Directions →
If a line in the data below holds the word "westeurope", copy it.
START Data supplied
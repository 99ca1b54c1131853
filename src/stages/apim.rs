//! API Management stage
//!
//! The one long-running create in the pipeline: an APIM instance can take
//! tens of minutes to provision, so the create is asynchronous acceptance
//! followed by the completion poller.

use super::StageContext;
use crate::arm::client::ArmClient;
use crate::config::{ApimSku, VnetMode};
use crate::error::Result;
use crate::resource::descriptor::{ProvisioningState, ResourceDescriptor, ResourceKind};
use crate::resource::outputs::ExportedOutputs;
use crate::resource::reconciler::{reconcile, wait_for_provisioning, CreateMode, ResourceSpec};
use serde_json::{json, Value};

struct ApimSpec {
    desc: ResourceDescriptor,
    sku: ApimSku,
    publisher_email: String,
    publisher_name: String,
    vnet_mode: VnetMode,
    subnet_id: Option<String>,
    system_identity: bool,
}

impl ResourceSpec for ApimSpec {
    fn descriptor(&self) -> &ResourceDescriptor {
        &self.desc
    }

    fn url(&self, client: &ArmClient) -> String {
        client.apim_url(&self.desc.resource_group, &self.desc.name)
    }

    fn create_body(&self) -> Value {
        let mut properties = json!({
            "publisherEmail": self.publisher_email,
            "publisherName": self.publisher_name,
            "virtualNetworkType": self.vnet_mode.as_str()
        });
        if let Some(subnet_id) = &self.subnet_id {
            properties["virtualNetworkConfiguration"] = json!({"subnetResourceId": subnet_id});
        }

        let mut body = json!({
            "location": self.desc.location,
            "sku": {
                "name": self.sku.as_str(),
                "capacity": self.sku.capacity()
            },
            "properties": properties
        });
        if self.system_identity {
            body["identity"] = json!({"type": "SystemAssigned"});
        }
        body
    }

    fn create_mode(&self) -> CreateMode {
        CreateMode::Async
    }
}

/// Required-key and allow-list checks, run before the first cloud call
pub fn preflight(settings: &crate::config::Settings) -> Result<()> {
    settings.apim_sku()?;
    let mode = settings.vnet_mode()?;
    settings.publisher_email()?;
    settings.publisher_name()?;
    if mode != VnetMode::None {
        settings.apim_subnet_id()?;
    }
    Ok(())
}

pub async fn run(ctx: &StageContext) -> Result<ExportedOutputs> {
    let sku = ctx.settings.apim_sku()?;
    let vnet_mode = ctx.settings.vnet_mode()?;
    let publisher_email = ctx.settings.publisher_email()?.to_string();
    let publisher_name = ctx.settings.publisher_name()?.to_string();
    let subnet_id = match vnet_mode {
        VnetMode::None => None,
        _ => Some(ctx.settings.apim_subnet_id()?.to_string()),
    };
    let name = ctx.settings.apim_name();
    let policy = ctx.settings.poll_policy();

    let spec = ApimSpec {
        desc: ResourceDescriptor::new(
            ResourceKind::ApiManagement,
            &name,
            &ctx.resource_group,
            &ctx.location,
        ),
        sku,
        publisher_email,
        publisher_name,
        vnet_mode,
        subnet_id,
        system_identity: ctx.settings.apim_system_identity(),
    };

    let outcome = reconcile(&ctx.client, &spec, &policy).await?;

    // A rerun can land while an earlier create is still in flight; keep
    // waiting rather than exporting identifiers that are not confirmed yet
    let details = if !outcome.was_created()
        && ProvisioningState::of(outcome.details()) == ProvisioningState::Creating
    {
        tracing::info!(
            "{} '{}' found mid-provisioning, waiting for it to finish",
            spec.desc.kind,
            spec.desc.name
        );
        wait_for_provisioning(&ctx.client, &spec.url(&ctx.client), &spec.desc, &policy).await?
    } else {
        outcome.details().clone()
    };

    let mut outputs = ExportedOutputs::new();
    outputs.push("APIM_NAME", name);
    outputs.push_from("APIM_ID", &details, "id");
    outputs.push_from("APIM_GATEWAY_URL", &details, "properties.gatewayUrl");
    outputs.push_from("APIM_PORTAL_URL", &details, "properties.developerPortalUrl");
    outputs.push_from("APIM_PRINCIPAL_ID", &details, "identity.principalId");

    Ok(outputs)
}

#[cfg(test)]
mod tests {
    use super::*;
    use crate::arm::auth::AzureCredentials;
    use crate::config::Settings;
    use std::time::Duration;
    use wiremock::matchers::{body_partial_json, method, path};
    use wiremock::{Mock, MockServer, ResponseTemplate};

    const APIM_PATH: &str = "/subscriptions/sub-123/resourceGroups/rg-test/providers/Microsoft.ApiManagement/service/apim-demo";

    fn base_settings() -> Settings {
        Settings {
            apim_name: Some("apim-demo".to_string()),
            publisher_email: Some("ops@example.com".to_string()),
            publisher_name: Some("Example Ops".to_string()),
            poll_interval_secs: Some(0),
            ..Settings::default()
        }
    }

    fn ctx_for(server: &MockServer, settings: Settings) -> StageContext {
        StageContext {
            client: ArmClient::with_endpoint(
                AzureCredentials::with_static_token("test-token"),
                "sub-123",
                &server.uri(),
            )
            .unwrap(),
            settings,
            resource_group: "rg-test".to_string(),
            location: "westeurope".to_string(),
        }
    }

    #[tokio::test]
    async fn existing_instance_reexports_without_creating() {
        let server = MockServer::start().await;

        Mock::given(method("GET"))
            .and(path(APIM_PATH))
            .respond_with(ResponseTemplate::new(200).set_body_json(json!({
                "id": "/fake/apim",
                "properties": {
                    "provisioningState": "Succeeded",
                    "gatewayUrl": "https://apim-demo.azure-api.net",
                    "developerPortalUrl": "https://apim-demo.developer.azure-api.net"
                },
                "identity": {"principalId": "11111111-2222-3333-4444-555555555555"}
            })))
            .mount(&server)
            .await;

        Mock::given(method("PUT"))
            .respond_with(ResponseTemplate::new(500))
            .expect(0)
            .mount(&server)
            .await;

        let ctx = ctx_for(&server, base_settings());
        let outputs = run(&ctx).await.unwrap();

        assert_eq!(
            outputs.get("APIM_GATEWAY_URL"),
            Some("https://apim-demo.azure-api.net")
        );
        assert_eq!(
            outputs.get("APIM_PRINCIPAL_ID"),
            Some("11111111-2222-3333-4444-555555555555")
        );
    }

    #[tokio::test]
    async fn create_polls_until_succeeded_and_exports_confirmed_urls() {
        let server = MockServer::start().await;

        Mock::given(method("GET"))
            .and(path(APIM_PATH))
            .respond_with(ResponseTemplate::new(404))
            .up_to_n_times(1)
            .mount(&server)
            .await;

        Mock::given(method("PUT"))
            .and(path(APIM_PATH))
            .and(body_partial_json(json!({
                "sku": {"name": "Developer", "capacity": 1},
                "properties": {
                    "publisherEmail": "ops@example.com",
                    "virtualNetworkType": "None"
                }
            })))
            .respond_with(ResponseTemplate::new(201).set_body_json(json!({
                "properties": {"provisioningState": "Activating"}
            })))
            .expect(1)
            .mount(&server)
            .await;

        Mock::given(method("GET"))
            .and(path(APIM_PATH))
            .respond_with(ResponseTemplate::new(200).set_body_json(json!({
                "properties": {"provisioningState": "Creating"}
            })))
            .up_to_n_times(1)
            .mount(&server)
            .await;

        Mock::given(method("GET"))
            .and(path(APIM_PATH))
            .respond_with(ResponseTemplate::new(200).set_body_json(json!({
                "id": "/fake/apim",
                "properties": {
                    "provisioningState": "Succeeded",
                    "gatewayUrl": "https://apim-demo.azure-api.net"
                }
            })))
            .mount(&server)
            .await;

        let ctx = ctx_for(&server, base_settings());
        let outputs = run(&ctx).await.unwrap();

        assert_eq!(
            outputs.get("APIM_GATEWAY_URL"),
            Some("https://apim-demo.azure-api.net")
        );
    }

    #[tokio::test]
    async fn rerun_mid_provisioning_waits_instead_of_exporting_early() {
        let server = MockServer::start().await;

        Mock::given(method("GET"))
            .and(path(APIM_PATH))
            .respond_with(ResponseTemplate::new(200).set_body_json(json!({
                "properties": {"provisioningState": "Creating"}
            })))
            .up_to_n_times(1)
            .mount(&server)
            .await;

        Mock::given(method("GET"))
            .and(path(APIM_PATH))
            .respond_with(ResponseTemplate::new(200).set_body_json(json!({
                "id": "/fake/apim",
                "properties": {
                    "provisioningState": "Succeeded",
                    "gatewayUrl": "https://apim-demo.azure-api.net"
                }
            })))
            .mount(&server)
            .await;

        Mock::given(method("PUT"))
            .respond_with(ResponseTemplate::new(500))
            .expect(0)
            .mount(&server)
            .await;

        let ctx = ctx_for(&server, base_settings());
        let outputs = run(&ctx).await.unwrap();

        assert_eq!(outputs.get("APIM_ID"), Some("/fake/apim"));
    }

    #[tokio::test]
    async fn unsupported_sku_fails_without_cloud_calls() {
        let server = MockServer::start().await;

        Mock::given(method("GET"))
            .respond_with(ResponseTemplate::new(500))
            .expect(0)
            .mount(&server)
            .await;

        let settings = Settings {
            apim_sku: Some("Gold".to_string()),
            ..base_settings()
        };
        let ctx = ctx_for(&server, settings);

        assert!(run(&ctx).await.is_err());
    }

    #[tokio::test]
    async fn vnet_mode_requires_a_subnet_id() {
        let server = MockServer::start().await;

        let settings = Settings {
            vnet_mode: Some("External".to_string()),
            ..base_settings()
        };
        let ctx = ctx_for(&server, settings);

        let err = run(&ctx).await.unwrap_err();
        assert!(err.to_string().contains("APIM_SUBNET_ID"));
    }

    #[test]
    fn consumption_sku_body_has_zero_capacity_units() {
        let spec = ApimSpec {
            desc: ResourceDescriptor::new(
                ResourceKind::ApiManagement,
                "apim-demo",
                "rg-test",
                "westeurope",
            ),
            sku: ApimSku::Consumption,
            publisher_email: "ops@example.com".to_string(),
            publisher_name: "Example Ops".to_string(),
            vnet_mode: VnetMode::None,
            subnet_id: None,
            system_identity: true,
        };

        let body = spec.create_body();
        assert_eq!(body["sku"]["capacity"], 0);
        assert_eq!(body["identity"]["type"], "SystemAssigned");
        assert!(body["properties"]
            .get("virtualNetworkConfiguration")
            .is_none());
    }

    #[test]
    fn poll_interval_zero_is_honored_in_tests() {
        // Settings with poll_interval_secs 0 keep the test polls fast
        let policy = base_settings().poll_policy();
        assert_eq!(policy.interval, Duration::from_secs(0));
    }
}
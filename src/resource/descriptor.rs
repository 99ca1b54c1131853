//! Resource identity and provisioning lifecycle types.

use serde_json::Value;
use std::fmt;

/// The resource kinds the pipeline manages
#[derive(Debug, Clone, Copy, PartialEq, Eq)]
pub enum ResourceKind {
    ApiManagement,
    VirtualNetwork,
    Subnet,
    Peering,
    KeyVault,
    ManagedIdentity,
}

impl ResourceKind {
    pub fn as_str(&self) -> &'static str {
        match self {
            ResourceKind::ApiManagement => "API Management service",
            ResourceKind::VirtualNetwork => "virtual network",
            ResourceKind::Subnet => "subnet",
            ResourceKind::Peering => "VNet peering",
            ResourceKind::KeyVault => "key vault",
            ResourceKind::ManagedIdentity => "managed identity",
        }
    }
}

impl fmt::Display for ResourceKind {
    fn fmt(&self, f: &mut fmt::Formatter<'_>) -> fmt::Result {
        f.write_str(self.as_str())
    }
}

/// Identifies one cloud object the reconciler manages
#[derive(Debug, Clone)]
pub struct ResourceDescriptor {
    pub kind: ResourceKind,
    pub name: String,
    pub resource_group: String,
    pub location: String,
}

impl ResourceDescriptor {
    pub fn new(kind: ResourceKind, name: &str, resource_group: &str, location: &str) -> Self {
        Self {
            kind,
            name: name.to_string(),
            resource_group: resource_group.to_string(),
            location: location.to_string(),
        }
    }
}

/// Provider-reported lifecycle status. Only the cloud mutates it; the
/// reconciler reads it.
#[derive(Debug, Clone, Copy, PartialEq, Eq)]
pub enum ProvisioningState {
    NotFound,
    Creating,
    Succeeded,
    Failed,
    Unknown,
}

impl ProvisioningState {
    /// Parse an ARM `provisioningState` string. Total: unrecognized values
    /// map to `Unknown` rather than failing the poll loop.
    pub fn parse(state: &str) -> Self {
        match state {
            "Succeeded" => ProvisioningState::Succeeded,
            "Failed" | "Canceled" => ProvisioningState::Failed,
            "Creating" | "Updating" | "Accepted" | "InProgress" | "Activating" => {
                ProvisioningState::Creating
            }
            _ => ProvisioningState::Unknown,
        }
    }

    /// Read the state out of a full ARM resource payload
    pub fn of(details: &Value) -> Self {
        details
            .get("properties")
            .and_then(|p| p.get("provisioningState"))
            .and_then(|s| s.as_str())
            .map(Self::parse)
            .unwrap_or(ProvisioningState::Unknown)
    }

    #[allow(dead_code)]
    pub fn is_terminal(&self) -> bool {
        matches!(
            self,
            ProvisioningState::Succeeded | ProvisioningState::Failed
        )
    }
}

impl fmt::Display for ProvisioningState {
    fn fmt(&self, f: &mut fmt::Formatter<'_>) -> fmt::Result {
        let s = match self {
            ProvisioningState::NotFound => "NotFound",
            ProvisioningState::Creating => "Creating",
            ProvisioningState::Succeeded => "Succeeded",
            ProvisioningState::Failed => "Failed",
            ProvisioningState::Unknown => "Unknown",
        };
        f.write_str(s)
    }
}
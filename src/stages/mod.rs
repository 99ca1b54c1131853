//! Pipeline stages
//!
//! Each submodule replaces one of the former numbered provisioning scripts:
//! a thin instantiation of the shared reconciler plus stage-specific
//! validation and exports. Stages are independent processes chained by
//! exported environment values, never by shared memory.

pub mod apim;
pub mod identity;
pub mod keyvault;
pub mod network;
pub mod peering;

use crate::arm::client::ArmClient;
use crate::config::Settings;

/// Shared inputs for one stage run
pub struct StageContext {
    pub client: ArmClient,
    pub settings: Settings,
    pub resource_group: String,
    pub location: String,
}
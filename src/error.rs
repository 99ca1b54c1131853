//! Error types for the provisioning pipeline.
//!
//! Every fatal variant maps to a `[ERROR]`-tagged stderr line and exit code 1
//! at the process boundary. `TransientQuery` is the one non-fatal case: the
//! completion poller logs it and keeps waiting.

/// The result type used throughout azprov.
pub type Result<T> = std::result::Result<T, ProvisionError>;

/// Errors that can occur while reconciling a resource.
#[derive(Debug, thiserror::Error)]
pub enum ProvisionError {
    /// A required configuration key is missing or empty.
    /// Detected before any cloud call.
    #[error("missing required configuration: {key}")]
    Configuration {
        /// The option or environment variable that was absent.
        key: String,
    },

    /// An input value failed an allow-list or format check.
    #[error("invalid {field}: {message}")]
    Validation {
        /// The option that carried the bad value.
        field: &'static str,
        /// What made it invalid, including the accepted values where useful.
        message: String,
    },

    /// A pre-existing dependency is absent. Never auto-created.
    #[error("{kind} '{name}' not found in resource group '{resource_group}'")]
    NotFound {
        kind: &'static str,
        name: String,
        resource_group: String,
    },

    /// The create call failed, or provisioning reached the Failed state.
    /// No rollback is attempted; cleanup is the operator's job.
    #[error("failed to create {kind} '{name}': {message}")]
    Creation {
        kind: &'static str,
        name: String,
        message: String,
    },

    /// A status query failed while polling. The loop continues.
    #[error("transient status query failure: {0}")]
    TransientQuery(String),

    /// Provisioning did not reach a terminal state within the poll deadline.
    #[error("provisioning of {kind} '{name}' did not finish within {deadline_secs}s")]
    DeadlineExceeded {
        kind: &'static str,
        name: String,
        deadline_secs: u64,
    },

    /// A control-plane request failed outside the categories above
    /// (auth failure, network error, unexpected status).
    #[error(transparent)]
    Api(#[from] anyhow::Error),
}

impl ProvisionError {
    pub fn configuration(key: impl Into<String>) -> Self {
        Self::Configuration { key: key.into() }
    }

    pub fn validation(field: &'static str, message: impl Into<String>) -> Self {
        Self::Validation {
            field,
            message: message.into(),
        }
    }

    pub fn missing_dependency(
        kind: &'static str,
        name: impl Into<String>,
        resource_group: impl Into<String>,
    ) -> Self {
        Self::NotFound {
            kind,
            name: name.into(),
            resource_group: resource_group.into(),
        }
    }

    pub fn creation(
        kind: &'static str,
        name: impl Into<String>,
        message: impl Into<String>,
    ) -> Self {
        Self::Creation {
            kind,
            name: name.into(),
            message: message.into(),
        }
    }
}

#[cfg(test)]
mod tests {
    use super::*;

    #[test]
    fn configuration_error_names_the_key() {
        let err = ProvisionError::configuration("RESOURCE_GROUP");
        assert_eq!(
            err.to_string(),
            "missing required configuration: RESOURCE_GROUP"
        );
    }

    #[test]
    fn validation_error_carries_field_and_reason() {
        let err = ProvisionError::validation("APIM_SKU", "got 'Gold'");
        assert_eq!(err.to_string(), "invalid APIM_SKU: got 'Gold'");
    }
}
END Data supplied
Exercise output →
            location: "westeurope".to_string(),
                "westeurope",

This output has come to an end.